### YOUR GOAL:
Search the records for the string "each" and copy every line where it turns up.

### DATA FOR PROCESSING:

◇ ◇ ◇ ◇

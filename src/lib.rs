//! Debug overlay renderer for vision-driven controllers.
//!
//! Given a raw camera frame, the crate composites what a steering model is looking at and what it
//! decided:
//!
//! - **Watch region**: the bottom-anchored, full-width band sampled for the model
//!   ([`OverlayRenderer::observation`]) and outlined on screen.
//! - **Saliency overlay**: the model's heat-map, min-max normalized and alpha-blended into the
//!   watch region.
//! - **Probability bars**: one bar per direction (left, up, right) sized by the model's
//!   probabilities, each topped with an icon pasted by [`paste_masked`].
//!
//! # Pipeline overview
//!
//! 1. [`OverlayRenderer::set_frame`] stores the frame and recomputes the watch region.
//! 2. [`OverlayRenderer::observation`] feeds the model; the model's outputs come back through
//!    [`OverlayRenderer::set_salient`] and [`OverlayRenderer::set_direction`].
//! 3. [`OverlayRenderer::render`] draws bars, border and heat-map, in that order, onto a fresh copy
//!    of the frame.
//!
//! Every drawing step is a standalone function over [`PixelBuffer`] with documented integer
//! semantics, so each can be tested in isolation.
#![forbid(unsafe_code)]

mod assets;
mod composite;
mod config;
mod foundation;
mod overlay;
mod raster;

pub use assets::decode::{decode_pixels, encode_png, load_pixels, load_weight_map, save_png};
pub use assets::icons::{BUILTIN_ICON_SIZE, ICON_FILE_NAMES, IconSet};
pub use composite::masked::{DEFAULT_MASK_THRESHOLD, foreground_mask, paste_masked};
pub use composite::saliency::{blend_saliency, normalize_weights};
pub use config::{OverlayColors, OverlayConfig};
pub use foundation::core::{PixelBuffer, PixelRect, Rgb8, WeightMap};
pub use foundation::error::{OverlayError, OverlayResult};
pub use overlay::bars::{BarLayout, draw_probability_bars};
pub use overlay::direction::{Direction, DirectionProbs};
pub use overlay::geometry::WatchRegion;
pub use overlay::renderer::{OverlayRenderer, RenderFlags};
pub use overlay::sampler::sample_region;
pub use raster::draw::{draw_outline, fill_rect, mix_rect_half};
pub use raster::resize::{resize_bilinear, resize_weights_bilinear};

◇ ◇ ◇ ◇

### EXERCISE RESULT:
//!   probabilities, each topped with an icon pasted by [`paste_masked`].
//! semantics, so each can be tested in isolation.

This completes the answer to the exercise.